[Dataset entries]
▼▼▼

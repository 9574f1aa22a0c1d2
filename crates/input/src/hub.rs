//! Injectable input-event source.
//!
//! The host owns an [`InputHub`] and dispatches translated events into it.
//! Consumers subscribe and drain their own queue once per frame. Dropping (or
//! cancelling) an [`InputSubscription`] detaches it from the hub, so a torn-down
//! scene leaves no listener behind.

use crate::InputEvent;
use std::cell::RefCell;
use std::collections::VecDeque;
use std::rc::{Rc, Weak};

type Queue = Rc<RefCell<VecDeque<InputEvent>>>;

#[derive(Debug, Default)]
struct HubState {
    next_id: u64,
    listeners: Vec<(u64, Queue)>,
}

/// Fan-out point for input events. Cheap to clone; clones share listeners.
#[derive(Debug, Clone, Default)]
pub struct InputHub {
    state: Rc<RefCell<HubState>>,
}

impl InputHub {
    /// Create an empty hub.
    pub fn new() -> Self {
        Self::default()
    }

    /// Register a new listener.
    pub fn subscribe(&self) -> InputSubscription {
        let mut state = self.state.borrow_mut();
        let id = state.next_id;
        state.next_id += 1;
        let queue: Queue = Rc::default();
        state.listeners.push((id, Rc::clone(&queue)));
        tracing::debug!(listener = id, "input listener attached");
        InputSubscription {
            id,
            queue,
            hub: Rc::downgrade(&self.state),
        }
    }

    /// Deliver an event to every live listener.
    pub fn dispatch(&self, event: InputEvent) {
        for (_, queue) in &self.state.borrow().listeners {
            queue.borrow_mut().push_back(event);
        }
    }

    /// Number of attached listeners.
    pub fn listener_count(&self) -> usize {
        self.state.borrow().listeners.len()
    }
}

/// A listener's handle on the hub. Detaches on drop.
#[derive(Debug)]
pub struct InputSubscription {
    id: u64,
    queue: Queue,
    hub: Weak<RefCell<HubState>>,
}

impl InputSubscription {
    /// Take all pending events in arrival order.
    pub fn drain(&self) -> Vec<InputEvent> {
        self.queue.borrow_mut().drain(..).collect()
    }

    /// Whether any events are waiting.
    pub fn has_pending(&self) -> bool {
        !self.queue.borrow().is_empty()
    }

    /// Detach explicitly. Equivalent to dropping the subscription.
    pub fn cancel(self) {}

    fn detach(&self) {
        if let Some(hub) = self.hub.upgrade() {
            let mut state = hub.borrow_mut();
            state.listeners.retain(|(id, _)| *id != self.id);
            tracing::debug!(listener = self.id, "input listener detached");
        }
    }
}

impl Drop for InputSubscription {
    fn drop(&mut self) {
        self.detach();
    }
}
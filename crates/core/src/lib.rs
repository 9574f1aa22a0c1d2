#![warn(missing_docs)]
//! Core primitives shared across the workspace.

pub mod color;
pub mod error;
pub mod event;

use serde::{Deserialize, Serialize};
use std::sync::atomic::{AtomicU64, Ordering};

// Re-export commonly used types
pub use color::Color;
pub use error::ReticulumError;
pub use event::{GazeEventKind, GazeEventRecord};

static NEXT_TARGET_ID: AtomicU64 = AtomicU64::new(1);

/// Stable identity of a gaze target for the lifetime of the process.
#[derive(Debug, Clone, Copy, PartialEq, Eq, Hash, PartialOrd, Ord, Serialize, Deserialize)]
pub struct TargetId(pub u64);

impl TargetId {
    /// Allocate a fresh, process-unique id.
    pub fn next() -> Self {
        Self(NEXT_TARGET_ID.fetch_add(1, Ordering::Relaxed))
    }
}

impl std::fmt::Display for TargetId {
    fn fmt(&self, f: &mut std::fmt::Formatter<'_>) -> std::fmt::Result {
        write!(f, "target#{}", self.0)
    }
}

/// Session clock advanced by the host's per-frame delta.
///
/// Elapsed time is kept in `f64` seconds so long sessions do not lose
/// precision when dwell times are computed as differences.
#[derive(Debug, Clone, Copy, Default, PartialEq)]
pub struct SessionClock {
    elapsed: f64,
}

impl SessionClock {
    /// Clock starting at zero.
    pub fn new() -> Self {
        Self::default()
    }

    /// Advance by `delta` seconds. Negative or non-finite deltas are ignored.
    pub fn advance(&mut self, delta: f32) {
        if delta.is_finite() && delta > 0.0 {
            self.elapsed += f64::from(delta);
        }
    }

    /// Seconds elapsed since the clock started.
    pub fn elapsed(&self) -> f64 {
        self.elapsed
    }
}
//! Engine options and their resolution into fully-populated settings.
//!
//! Options mirror what a host writes in configuration: every field is optional.
//! They are resolved once, at construction (engine-wide) or at `add` time
//! (per target), using explicit value → contextual default → built-in default.

use reticulum_core::{Color, ReticulumError};
use serde::{Deserialize, Serialize};

/// Default idle and hover color of the reticle and fuse.
pub const DEFAULT_COLOR: u32 = 0x00fff6;

/// Top-level engine options.
#[derive(Debug, Clone, PartialEq, Serialize, Deserialize)]
#[serde(default)]
pub struct ReticulumOptions {
    /// Hide the reticle whenever no gazeable target is inside the view frustum.
    pub proximity: bool,
    /// Subscribe to press/release input for click activation.
    pub click_events: bool,
    /// Freeze reticle depth instead of tracking the gazed target.
    pub lock_distance: bool,
    /// Minimum hit distance; ignored unless `>= 0`.
    pub near: Option<f32>,
    /// Maximum hit distance; ignored unless `>= 0`.
    pub far: Option<f32>,
    pub reticle: ReticleOptions,
    pub fuse: FuseOptions,
}

impl Default for ReticulumOptions {
    fn default() -> Self {
        Self {
            proximity: false,
            click_events: true,
            lock_distance: false,
            near: None,
            far: None,
            reticle: ReticleOptions::default(),
            fuse: FuseOptions::default(),
        }
    }
}

/// Reticle appearance and behavior.
#[derive(Debug, Clone, Default, PartialEq, Serialize, Deserialize)]
#[serde(default)]
pub struct ReticleOptions {
    /// Idle color as `0xRRGGBB`.
    pub color: Option<u32>,
    pub inner_radius: Option<f32>,
    pub outer_radius: Option<f32>,
    pub visible: Option<bool>,
    /// Gaze-over pulse length in milliseconds; 0 disables it.
    pub vibrate: Option<u32>,
    /// Idle/hover blend rate per second.
    pub speed: Option<f32>,
    /// Depth used when nothing is hit. Defaults to the camera far plane.
    pub rest_point: Option<f32>,
    /// Skip invisible targets during hit detection and proximity.
    pub ignore_invisible: Option<bool>,
    pub hover: ReticleHoverOptions,
}

/// Hovered reticle appearance.
#[derive(Debug, Clone, Default, PartialEq, Serialize, Deserialize)]
#[serde(default)]
pub struct ReticleHoverOptions {
    pub color: Option<u32>,
    pub inner_radius: Option<f32>,
    pub outer_radius: Option<f32>,
}

/// Dwell timer appearance and behavior.
#[derive(Debug, Clone, Default, PartialEq, Serialize, Deserialize)]
#[serde(default)]
pub struct FuseOptions {
    pub color: Option<u32>,
    /// Falls back to the reticle hover inner radius.
    pub inner_radius: Option<f32>,
    /// Falls back to the reticle hover outer radius.
    pub outer_radius: Option<f32>,
    pub visible: Option<bool>,
    /// Dwell time in seconds before a long gaze fires.
    pub duration: Option<f32>,
    /// Long-gaze pulse length in milliseconds.
    pub vibrate: Option<u32>,
    /// Whether a click restarts the dwell timer, for targets that do not say.
    pub click_cancel: Option<bool>,
    /// Hide the fuse once a dwell completes.
    pub hide_after_end: Option<bool>,
}

/// Per-target data options. Callbacks live on [`crate::GazeOptions`].
#[derive(Debug, Clone, Default, PartialEq, Serialize, Deserialize)]
#[serde(default)]
pub struct TargetOptions {
    pub reticle_hover_color: Option<u32>,
    pub fuse_color: Option<u32>,
    pub fuse_duration: Option<f32>,
    pub fuse_visible: Option<bool>,
    pub click_cancel_fuse: Option<bool>,
}

/// Resolved reticle settings.
#[derive(Debug, Clone, Copy, PartialEq)]
pub struct ReticleSettings {
    pub color: Color,
    pub inner_radius: f32,
    pub outer_radius: f32,
    pub visible: bool,
    pub vibrate: u32,
    pub speed: f32,
    pub rest_point: f32,
    pub ignore_invisible: bool,
    pub hover_color: Color,
    pub hover_inner_radius: f32,
    pub hover_outer_radius: f32,
}

impl ReticleSettings {
    /// Resolve against the camera's far plane (the rest point fallback).
    pub fn resolve(options: &ReticleOptions, camera_far: f32) -> Result<Self, ReticulumError> {
        Ok(Self {
            color: Color::from_hex(options.color.unwrap_or(DEFAULT_COLOR)),
            inner_radius: non_negative("reticle.inner_radius", options.inner_radius, 0.0004)?,
            outer_radius: non_negative("reticle.outer_radius", options.outer_radius, 0.003)?,
            visible: options.visible.unwrap_or(true),
            vibrate: options.vibrate.unwrap_or(50),
            speed: non_negative("reticle.speed", options.speed, 5.0)?,
            rest_point: finite("reticle.rest_point", options.rest_point, camera_far)?,
            ignore_invisible: options.ignore_invisible.unwrap_or(true),
            hover_color: Color::from_hex(options.hover.color.unwrap_or(DEFAULT_COLOR)),
            hover_inner_radius: non_negative(
                "reticle.hover.inner_radius",
                options.hover.inner_radius,
                0.03,
            )?,
            hover_outer_radius: non_negative(
                "reticle.hover.outer_radius",
                options.hover.outer_radius,
                0.036,
            )?,
        })
    }
}

/// Resolved fuse settings.
#[derive(Debug, Clone, Copy, PartialEq)]
pub struct FuseSettings {
    pub color: Color,
    pub inner_radius: f32,
    pub outer_radius: f32,
    pub visible: bool,
    pub duration: f32,
    pub vibrate: u32,
    pub click_cancel: bool,
    pub hide_after_end: bool,
}

impl FuseSettings {
    /// Radii fall back to the reticle's hover ring before the built-in zero.
    pub fn resolve(
        options: &FuseOptions,
        reticle: &ReticleSettings,
    ) -> Result<Self, ReticulumError> {
        Ok(Self {
            color: Color::from_hex(options.color.unwrap_or(DEFAULT_COLOR)),
            inner_radius: non_negative(
                "fuse.inner_radius",
                options.inner_radius,
                reticle.hover_inner_radius,
            )?,
            outer_radius: non_negative(
                "fuse.outer_radius",
                options.outer_radius,
                reticle.hover_outer_radius,
            )?,
            visible: options.visible.unwrap_or(true),
            duration: positive("fuse.duration", options.duration, 2.5)?,
            vibrate: options.vibrate.unwrap_or(100),
            click_cancel: options.click_cancel.unwrap_or(false),
            hide_after_end: options.hide_after_end.unwrap_or(true),
        })
    }
}

/// Per-target settings, fully resolved at registration.
#[derive(Debug, Clone, Copy, PartialEq)]
pub struct TargetSettings {
    pub hover_color: Color,
    pub fuse_color: Color,
    pub fuse_duration: f32,
    pub fuse_visible: bool,
    pub click_cancel_fuse: bool,
}

impl TargetSettings {
    pub fn resolve(
        options: &TargetOptions,
        reticle: &ReticleSettings,
        fuse: &FuseSettings,
    ) -> Result<Self, ReticulumError> {
        Ok(Self {
            hover_color: options
                .reticle_hover_color
                .map(Color::from_hex)
                .unwrap_or(reticle.hover_color),
            fuse_color: options.fuse_color.map(Color::from_hex).unwrap_or(fuse.color),
            fuse_duration: positive("fuse_duration", options.fuse_duration, fuse.duration)?,
            fuse_visible: options.fuse_visible.unwrap_or(fuse.visible),
            click_cancel_fuse: options.click_cancel_fuse.unwrap_or(fuse.click_cancel),
        })
    }
}

fn finite(name: &'static str, value: Option<f32>, default: f32) -> Result<f32, ReticulumError> {
    match value {
        Some(v) if !v.is_finite() => {
            Err(ReticulumError::invalid(name, format!("{v} is not finite")))
        }
        Some(v) => Ok(v),
        None => Ok(default),
    }
}

fn non_negative(
    name: &'static str,
    value: Option<f32>,
    default: f32,
) -> Result<f32, ReticulumError> {
    let v = finite(name, value, default)?;
    if v < 0.0 {
        return Err(ReticulumError::invalid(name, format!("{v} is negative")));
    }
    Ok(v)
}

fn positive(name: &'static str, value: Option<f32>, default: f32) -> Result<f32, ReticulumError> {
    let v = non_negative(name, value, default)?;
    if v == 0.0 {
        return Err(ReticulumError::invalid(name, "must be greater than zero"));
    }
    Ok(v)
}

▲▲▲

[Exercise brief] If a line in the records contains the word "timer", copy it.

[Finished task]
/// Dwell timer appearance and behavior.
    /// Whether a click restarts the dwell timer, for targets that do not say.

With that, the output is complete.